A Tale of Two Cities A Tale of Two Cities by Charles Dickens
My rating: 5 of 5 stars

First of all, kudos to Borders for a beautifully designed paperback edition with deckle edges and a heavy-duty cover with flaps usable for bookmarks, like a dust jacket on a hardcover.

Now, as for the content, this is what I want when I read other Dickens title: evocative description and metaphor, but with an economy unlike the over-writing I feel I encounter in his other novels. The setting from an American Revolutionary War espionage trial to the rapine of the freely wielded guillotine in a much bloodier revolution in France is recalls a fascinating era with as much of a sociological dimension to consider as The Holocaust: That happened.

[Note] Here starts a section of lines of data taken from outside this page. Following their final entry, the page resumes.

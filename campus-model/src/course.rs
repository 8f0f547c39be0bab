use campus_types::{CollegeId, CourseId};
use serde::{Deserialize, Serialize};
use std::collections::HashSet;

/// A course as stored in the catalog.
///
/// `colleges` mirrors [`crate::College::courses_offered`]: for every college
/// id in it, that college's `courses_offered` must contain this course's id.
#[derive(Debug, Clone, PartialEq, Serialize, Deserialize)]
pub struct Course {
    pub id: CourseId,
    /// e.g. "B.Tech", "MBA".
    pub name: String,
    /// Free-text tier label, e.g. "Bachelor", "Master".
    pub level: String,
    /// Free-text admission requirement, e.g. "10+2 with PCM".
    pub eligibility: String,
    pub colleges: HashSet<CollegeId>,
}

impl Course {
    /// Builds a new course record with a fresh ID.
    #[must_use]
    pub fn create(fields: CourseFields, colleges: HashSet<CollegeId>) -> Self {
        Self {
            id: CourseId::new(),
            name: fields.name,
            level: fields.level,
            eligibility: fields.eligibility,
            colleges,
        }
    }

    /// Replaces every attribute from `fields`. Identity and the reference
    /// set are untouched.
    pub fn apply_fields(&mut self, fields: CourseFields) {
        self.name = fields.name;
        self.level = fields.level;
        self.eligibility = fields.eligibility;
    }

    /// Whether this course lists the given college.
    #[must_use]
    pub fn offered_by(&self, college: CollegeId) -> bool {
        self.colleges.contains(&college)
    }
}

/// The attribute payload of a course create or update.
#[derive(Debug, Clone, PartialEq, Serialize, Deserialize)]
pub struct CourseFields {
    pub name: String,
    pub level: String,
    pub eligibility: String,
}

impl CourseFields {
    /// Validates the payload before any store write.
    pub fn validate(&self) -> Result<(), String> {
        if self.name.trim().is_empty() {
            return Err("course name must not be empty".to_string());
        }
        if self.level.trim().is_empty() {
            return Err("course level must not be empty".to_string());
        }
        if self.eligibility.trim().is_empty() {
            return Err("course eligibility must not be empty".to_string());
        }
        Ok(())
    }
}
//! Shared test helpers for catalog service tests.

#![allow(dead_code)]

use campus_catalog::CatalogService;
use campus_model::{CollegeFields, CourseFields};
use campus_store::MemoryStore;
use campus_types::Region;
use std::sync::Arc;

pub fn service() -> (Arc<MemoryStore>, CatalogService) {
    let store = Arc::new(MemoryStore::new());
    let service = CatalogService::new(store.clone());
    (store, service)
}

pub fn college_fields(name: &str) -> CollegeFields {
    CollegeFields {
        name: name.to_string(),
        location: "Jaipur, Rajasthan".to_string(),
        region: Region::India,
        description: "Multi-disciplinary programs".to_string(),
        image: String::new(),
    }
}

pub fn course_fields(name: &str) -> CourseFields {
    CourseFields {
        name: name.to_string(),
        level: "Bachelor".to_string(),
        eligibility: "10+2".to_string(),
    }
}
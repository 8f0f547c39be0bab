//! Government/Private classification of colleges.
//!
//! The platform badges every college as Government or Private based on
//! institution-name markers. The heuristic is computed once when a college
//! is created or renamed and stored on the record; consumers read the
//! stored value instead of re-deriving it.

use serde::{Deserialize, Serialize};
use std::fmt;

/// Institution-name markers that identify a government college.
/// Matching is case-sensitive: the markers are acronyms.
const GOVERNMENT_MARKERS: &[&str] = &["IIT", "IIM", "AIIMS", "NIT", "IIIT", "Central University"];

/// Whether a college is government-run or private.
#[derive(Debug, Clone, Copy, PartialEq, Eq, Hash, Serialize, Deserialize)]
#[serde(rename_all = "snake_case")]
pub enum Classification {
    Government,
    Private,
}

impl fmt::Display for Classification {
    fn fmt(&self, f: &mut fmt::Formatter<'_>) -> fmt::Result {
        f.write_str(match self {
            Self::Government => "Government",
            Self::Private => "Private",
        })
    }
}

/// Classifies a college by name.
///
/// Pure and deterministic; no I/O. A name containing any government marker
/// classifies as [`Classification::Government`], everything else as
/// [`Classification::Private`].
#[must_use]
pub fn classify(name: &str) -> Classification {
    if GOVERNMENT_MARKERS.iter().any(|marker| name.contains(marker)) {
        Classification::Government
    } else {
        Classification::Private
    }
}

I am not as much sold on the plot. I think the villainy of the Marquis St. Evrémonde, the cruel uncle of the heroic Charles Darnay, rather gets lots in this inter-generational and inter-continental tale. (I think Wuthering Heights does a better job with the decades of dastardly deeds perpetrated on a family by Heathcliff.) While on film he has been played by several actors and the Basil Rathbone portrayal of St. Evrémonde was nominated for AFI's 100 Years...100 Heroes and Villains as one of the Top 50 Villains I think it can be argued that the film portrayals much more "cut to the chase" than the book.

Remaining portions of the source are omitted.